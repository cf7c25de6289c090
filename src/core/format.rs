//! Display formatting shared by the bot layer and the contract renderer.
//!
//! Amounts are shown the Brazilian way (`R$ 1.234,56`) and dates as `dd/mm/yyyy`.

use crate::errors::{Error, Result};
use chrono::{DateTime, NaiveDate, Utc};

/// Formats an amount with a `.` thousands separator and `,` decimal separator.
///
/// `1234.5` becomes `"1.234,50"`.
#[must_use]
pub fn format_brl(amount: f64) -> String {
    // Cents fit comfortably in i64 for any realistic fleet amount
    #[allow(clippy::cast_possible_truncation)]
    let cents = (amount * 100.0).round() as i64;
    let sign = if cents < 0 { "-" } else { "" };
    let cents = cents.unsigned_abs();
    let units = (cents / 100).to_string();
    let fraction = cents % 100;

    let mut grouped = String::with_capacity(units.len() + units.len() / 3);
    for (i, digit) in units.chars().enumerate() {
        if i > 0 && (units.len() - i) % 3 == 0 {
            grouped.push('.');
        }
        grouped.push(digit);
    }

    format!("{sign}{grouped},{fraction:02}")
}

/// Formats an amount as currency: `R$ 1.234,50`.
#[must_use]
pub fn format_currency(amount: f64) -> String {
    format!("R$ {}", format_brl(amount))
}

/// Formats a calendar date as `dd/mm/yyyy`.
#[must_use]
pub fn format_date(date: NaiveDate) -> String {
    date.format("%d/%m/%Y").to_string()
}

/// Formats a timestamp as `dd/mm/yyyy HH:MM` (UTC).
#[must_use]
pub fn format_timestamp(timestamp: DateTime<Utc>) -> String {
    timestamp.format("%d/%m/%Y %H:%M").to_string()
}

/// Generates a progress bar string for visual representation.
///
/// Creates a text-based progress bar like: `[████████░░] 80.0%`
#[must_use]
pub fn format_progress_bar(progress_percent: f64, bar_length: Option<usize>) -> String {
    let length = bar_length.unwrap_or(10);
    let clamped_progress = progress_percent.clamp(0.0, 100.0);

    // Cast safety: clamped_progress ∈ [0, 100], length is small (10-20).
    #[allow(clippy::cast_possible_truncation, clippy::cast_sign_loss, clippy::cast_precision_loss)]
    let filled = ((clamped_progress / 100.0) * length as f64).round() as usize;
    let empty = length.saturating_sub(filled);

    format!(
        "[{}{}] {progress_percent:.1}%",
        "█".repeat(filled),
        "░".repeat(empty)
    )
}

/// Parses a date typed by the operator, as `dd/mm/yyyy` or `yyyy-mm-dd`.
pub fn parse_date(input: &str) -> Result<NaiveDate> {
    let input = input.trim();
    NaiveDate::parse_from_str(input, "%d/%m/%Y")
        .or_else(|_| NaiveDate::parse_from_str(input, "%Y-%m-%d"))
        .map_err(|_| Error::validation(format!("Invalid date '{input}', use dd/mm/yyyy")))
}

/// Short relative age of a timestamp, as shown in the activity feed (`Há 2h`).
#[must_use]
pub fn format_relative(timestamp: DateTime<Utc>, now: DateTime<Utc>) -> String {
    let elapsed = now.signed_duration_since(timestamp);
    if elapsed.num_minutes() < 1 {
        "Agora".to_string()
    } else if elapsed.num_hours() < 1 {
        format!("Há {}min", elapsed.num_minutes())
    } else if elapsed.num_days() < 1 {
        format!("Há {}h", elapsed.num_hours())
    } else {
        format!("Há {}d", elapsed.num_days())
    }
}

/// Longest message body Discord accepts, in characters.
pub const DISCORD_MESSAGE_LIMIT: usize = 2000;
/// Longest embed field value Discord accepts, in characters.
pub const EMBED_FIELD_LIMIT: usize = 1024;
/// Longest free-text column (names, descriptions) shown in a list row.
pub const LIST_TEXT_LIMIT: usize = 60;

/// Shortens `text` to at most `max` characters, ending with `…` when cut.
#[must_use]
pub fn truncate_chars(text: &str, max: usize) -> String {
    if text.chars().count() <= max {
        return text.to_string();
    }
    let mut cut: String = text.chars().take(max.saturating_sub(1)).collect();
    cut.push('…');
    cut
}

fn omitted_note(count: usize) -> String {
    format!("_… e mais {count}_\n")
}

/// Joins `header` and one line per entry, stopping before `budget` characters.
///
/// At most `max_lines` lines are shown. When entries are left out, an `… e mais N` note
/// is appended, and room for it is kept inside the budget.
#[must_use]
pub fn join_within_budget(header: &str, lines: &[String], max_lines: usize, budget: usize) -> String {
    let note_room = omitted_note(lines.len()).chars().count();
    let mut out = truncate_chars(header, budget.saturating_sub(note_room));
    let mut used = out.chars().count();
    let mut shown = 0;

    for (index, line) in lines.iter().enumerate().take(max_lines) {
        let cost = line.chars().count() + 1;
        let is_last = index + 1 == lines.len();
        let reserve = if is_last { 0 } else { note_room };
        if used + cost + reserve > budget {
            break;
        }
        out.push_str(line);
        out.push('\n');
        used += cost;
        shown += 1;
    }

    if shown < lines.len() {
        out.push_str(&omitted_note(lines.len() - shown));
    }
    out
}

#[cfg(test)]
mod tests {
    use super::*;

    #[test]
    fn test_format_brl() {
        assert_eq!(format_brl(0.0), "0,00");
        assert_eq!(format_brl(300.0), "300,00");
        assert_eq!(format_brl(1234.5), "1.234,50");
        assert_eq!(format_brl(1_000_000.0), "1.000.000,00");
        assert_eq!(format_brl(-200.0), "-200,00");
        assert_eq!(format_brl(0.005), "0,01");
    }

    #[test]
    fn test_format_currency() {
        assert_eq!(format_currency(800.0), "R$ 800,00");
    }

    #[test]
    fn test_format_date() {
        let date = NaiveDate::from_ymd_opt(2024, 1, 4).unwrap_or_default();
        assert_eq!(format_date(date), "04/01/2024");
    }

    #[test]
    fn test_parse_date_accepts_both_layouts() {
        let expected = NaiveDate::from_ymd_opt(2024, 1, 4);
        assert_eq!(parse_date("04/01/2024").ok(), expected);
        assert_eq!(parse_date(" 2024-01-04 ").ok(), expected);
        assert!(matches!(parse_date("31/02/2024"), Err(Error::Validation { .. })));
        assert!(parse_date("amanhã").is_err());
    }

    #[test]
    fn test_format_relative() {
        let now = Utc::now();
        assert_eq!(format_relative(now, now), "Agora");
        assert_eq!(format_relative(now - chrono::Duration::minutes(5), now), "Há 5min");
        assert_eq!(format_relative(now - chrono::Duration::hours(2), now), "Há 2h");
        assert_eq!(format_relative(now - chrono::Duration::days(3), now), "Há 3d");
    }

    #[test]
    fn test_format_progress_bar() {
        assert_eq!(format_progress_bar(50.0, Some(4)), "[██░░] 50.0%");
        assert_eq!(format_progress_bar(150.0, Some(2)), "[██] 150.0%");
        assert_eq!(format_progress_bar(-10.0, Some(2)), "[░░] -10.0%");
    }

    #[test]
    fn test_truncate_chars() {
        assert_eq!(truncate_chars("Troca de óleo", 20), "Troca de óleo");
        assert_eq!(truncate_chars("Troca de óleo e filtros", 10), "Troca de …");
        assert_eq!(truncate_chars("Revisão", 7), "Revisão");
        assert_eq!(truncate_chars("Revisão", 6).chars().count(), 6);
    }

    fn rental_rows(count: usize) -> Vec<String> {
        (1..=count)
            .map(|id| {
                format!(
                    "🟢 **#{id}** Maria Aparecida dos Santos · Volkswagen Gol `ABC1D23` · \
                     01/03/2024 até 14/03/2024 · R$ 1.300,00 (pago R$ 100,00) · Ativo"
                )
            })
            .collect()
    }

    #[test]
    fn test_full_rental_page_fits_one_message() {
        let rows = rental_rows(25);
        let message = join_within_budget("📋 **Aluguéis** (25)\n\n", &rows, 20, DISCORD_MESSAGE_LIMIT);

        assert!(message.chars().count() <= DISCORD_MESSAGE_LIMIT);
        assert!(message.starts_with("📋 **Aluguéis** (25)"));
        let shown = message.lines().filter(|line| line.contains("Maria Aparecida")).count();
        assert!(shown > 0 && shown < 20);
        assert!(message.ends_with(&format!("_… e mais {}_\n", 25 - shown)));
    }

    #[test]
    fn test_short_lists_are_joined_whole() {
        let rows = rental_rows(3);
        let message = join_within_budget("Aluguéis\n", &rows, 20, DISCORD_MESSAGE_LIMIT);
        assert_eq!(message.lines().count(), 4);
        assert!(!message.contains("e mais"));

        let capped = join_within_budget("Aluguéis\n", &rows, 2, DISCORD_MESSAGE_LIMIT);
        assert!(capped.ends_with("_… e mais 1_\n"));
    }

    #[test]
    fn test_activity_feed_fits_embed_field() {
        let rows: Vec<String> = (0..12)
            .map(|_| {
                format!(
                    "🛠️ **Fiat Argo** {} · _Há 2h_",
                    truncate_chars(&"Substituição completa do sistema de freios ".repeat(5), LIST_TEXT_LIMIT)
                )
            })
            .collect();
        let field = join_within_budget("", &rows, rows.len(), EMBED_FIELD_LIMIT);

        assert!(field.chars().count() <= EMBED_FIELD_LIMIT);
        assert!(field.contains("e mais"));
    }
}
* * *
#### [Exercise details]
The answer must consist of each line from the data that includes the string "index".

#### [Result for this task]
    for (index, line) in lines.iter().enumerate().take(max_lines) {
        let is_last = index + 1 == lines.len();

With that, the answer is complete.